** Opening Material shown block **

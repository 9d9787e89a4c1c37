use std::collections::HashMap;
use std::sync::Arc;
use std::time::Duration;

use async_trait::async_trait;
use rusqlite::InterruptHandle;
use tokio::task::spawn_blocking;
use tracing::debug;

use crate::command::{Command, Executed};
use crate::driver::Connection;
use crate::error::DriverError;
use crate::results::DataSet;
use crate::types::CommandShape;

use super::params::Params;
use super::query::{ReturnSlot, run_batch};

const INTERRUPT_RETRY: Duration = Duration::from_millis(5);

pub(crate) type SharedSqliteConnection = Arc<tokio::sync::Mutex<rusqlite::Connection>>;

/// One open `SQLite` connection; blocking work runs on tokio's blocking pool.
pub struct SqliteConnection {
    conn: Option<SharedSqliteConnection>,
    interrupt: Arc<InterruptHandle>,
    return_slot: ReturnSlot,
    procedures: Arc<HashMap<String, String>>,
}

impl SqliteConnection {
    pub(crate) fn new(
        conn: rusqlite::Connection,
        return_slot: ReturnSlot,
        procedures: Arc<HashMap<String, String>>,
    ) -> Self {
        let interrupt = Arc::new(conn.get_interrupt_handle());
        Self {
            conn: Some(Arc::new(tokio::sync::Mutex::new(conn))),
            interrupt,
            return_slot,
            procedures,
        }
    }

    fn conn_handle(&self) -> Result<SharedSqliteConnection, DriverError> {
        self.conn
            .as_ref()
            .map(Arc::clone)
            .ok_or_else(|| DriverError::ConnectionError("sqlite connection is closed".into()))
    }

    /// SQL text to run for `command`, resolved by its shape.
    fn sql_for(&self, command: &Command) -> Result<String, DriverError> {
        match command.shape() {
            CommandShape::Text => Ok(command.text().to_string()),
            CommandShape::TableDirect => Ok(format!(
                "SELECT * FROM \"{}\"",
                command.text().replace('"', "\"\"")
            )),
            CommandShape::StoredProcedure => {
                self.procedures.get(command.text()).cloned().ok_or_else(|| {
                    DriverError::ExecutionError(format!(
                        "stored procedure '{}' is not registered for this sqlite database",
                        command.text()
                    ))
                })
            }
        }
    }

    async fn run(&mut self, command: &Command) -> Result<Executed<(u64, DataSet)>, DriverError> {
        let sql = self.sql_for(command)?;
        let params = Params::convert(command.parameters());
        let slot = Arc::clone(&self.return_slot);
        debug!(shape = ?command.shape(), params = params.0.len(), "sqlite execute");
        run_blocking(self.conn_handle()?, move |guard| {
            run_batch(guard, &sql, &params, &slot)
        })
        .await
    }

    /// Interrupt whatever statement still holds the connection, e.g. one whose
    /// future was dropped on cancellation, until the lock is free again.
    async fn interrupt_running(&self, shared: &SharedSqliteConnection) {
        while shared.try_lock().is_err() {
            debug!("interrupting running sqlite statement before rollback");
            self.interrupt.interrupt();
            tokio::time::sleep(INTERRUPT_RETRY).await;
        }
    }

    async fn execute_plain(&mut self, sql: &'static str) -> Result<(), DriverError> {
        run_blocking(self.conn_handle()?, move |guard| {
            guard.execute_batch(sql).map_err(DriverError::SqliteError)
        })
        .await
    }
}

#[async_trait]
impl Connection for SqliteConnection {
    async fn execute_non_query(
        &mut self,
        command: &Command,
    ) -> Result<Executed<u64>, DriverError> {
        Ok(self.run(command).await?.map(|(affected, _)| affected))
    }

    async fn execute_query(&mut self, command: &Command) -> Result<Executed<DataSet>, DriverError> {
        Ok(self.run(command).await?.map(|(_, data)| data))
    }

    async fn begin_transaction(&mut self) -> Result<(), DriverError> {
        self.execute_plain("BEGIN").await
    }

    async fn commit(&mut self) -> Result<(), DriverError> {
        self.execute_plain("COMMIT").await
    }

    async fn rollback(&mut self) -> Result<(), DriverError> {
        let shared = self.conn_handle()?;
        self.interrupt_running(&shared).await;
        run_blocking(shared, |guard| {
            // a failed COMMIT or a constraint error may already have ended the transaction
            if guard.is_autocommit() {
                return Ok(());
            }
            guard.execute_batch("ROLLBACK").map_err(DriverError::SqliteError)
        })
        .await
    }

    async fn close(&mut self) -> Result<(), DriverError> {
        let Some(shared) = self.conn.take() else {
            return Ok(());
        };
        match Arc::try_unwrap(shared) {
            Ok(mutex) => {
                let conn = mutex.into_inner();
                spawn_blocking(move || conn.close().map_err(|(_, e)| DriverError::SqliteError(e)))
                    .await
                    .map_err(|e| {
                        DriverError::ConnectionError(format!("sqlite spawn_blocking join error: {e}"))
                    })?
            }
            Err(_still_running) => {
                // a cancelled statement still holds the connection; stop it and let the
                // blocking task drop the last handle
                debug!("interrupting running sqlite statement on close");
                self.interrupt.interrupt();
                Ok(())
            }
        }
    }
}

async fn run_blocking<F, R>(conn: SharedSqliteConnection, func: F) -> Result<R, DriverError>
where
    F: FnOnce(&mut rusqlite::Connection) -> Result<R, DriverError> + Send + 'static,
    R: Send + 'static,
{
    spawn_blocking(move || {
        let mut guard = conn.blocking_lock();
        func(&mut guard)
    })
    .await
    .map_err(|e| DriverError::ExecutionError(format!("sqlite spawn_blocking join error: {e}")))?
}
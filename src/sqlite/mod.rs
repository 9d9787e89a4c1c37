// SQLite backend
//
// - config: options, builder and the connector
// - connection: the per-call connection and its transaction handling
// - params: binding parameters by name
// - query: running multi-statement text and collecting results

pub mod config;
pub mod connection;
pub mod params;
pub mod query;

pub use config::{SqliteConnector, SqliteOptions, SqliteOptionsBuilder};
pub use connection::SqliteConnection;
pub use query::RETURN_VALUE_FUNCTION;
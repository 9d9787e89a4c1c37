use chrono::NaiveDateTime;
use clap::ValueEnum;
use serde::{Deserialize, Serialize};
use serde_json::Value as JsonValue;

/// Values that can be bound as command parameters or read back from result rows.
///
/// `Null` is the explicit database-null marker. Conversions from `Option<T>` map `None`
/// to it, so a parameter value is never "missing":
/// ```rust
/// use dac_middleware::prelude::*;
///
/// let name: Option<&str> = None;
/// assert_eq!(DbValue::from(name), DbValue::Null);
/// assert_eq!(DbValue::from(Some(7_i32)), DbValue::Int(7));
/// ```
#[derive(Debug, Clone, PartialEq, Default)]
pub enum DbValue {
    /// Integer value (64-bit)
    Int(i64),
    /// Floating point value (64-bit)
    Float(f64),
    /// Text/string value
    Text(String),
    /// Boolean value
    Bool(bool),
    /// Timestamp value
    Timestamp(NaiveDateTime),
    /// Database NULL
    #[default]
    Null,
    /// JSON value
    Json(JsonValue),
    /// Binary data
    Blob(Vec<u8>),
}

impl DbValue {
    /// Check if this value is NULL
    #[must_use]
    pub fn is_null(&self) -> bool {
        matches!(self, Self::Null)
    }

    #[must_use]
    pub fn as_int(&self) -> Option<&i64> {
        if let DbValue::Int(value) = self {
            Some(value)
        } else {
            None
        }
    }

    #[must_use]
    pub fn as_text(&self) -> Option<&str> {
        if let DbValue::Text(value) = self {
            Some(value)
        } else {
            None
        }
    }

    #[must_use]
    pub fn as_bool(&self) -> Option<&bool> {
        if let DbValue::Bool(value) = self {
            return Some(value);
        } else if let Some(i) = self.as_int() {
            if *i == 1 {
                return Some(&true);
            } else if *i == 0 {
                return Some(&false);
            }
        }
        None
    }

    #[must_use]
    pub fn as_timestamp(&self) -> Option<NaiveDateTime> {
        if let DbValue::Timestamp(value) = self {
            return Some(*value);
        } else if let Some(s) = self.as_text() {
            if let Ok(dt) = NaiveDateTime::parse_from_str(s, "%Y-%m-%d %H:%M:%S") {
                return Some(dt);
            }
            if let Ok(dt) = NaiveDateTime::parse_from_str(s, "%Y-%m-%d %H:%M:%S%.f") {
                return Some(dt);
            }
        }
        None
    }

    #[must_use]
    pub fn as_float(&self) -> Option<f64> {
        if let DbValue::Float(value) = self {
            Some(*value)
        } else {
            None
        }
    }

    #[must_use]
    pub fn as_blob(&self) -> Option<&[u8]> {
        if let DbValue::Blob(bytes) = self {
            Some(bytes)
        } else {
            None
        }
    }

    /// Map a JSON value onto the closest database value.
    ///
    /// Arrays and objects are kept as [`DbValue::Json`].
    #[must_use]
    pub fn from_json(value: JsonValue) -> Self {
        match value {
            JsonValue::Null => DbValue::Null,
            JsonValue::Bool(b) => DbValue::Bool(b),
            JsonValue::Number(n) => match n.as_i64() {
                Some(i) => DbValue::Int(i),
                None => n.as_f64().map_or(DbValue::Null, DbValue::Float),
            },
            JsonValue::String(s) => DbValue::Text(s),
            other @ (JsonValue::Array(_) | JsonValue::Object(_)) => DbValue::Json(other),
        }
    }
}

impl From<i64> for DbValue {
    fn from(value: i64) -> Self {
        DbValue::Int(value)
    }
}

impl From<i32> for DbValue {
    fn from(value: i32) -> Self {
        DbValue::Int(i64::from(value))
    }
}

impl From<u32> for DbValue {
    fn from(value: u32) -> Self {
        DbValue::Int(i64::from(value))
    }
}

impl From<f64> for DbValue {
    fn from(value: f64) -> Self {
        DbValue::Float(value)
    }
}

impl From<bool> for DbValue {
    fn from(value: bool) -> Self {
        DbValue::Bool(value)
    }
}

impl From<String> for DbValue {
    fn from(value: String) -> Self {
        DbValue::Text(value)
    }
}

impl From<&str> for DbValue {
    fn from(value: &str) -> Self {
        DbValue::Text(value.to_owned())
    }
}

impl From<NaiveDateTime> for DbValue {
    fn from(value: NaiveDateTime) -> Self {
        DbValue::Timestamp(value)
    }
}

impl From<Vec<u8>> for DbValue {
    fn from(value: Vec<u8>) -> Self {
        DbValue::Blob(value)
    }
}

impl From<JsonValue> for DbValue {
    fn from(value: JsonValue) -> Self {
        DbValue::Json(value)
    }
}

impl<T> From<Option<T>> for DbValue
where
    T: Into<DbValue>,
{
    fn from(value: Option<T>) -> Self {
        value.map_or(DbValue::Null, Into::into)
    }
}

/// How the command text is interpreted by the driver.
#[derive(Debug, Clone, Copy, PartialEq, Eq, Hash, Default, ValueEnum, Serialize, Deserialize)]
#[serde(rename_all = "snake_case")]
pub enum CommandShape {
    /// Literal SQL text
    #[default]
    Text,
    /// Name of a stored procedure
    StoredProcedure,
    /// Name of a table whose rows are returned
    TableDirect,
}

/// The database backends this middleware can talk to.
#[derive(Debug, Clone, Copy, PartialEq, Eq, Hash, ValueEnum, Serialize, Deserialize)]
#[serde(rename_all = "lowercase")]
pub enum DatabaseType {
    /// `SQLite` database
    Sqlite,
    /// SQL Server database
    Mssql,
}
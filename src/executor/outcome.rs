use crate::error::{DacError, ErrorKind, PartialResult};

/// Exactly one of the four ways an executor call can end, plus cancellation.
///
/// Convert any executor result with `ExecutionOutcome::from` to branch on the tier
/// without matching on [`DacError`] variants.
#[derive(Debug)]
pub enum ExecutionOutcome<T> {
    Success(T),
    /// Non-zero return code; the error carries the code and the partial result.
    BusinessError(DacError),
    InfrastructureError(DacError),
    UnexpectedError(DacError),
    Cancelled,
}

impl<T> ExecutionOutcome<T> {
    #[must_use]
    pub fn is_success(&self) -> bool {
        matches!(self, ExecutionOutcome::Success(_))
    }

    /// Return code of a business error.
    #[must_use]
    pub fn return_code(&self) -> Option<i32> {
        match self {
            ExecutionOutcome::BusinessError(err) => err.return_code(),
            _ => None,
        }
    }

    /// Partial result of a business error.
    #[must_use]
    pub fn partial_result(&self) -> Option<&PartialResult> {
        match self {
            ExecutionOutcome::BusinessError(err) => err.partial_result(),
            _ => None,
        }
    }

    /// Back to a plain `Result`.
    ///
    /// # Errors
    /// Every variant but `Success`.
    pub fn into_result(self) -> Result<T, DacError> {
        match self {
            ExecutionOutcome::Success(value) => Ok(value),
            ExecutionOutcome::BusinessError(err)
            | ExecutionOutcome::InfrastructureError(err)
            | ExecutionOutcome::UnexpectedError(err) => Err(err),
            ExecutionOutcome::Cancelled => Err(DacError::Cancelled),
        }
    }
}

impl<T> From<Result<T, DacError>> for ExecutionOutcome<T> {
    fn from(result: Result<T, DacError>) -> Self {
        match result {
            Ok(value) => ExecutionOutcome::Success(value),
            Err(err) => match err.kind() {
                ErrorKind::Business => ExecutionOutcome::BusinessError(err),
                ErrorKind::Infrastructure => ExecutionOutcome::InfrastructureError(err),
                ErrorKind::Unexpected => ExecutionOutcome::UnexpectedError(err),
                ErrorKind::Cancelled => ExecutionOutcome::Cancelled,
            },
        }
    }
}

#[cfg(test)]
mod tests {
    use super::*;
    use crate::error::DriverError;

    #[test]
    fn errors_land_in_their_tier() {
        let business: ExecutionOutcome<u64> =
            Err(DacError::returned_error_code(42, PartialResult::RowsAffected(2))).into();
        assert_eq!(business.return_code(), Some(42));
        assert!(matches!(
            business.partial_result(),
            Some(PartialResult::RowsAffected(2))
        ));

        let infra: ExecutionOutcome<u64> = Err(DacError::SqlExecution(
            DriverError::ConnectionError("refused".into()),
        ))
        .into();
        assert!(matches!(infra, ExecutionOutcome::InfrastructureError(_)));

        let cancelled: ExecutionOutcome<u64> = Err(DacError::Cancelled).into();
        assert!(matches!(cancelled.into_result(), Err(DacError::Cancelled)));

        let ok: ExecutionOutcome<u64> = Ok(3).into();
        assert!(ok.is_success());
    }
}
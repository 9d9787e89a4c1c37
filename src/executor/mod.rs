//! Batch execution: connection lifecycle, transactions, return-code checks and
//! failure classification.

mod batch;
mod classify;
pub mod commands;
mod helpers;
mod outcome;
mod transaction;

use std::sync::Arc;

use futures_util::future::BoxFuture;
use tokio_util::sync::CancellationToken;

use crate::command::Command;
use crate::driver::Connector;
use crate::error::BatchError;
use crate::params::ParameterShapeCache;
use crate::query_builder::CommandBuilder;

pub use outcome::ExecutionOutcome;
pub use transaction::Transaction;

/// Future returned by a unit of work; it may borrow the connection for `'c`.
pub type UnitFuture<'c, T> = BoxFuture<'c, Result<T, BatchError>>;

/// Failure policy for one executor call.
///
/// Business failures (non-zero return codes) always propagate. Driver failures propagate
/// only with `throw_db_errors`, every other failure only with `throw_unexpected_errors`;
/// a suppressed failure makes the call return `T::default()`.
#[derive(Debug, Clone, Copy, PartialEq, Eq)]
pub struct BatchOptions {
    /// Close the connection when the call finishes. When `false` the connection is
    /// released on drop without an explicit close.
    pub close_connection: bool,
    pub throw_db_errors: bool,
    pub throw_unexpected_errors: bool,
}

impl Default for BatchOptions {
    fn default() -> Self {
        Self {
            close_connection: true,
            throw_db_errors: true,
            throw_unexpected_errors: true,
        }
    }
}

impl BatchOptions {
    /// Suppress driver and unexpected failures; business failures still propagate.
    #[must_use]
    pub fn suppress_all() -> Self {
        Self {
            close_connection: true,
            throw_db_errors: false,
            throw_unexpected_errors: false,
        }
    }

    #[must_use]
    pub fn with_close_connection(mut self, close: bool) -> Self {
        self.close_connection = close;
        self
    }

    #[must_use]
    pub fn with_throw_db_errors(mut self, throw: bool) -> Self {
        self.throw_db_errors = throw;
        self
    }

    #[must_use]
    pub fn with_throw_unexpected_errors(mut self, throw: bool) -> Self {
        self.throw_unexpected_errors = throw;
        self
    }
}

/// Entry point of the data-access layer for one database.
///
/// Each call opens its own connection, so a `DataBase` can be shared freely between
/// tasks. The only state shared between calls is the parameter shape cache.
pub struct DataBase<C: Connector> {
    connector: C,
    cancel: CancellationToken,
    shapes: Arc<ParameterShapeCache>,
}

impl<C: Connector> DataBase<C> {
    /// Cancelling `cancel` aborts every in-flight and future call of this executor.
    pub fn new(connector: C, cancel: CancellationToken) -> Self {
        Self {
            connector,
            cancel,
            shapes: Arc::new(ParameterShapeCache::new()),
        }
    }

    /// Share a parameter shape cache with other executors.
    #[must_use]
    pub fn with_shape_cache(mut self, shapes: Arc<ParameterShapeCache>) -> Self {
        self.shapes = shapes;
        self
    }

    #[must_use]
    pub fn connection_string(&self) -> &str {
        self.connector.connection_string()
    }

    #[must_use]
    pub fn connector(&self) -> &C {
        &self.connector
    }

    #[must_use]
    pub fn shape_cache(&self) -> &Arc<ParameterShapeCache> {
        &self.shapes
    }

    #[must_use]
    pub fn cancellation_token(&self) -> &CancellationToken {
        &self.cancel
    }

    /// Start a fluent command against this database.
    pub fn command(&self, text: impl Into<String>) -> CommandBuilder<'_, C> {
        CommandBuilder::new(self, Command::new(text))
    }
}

** Closing Material shown block **

> What to produce: Show, from the listing above, every line holding the word "StoredProcedure".

> Expected answer:
            CommandShape::StoredProcedure => {
    StoredProcedure,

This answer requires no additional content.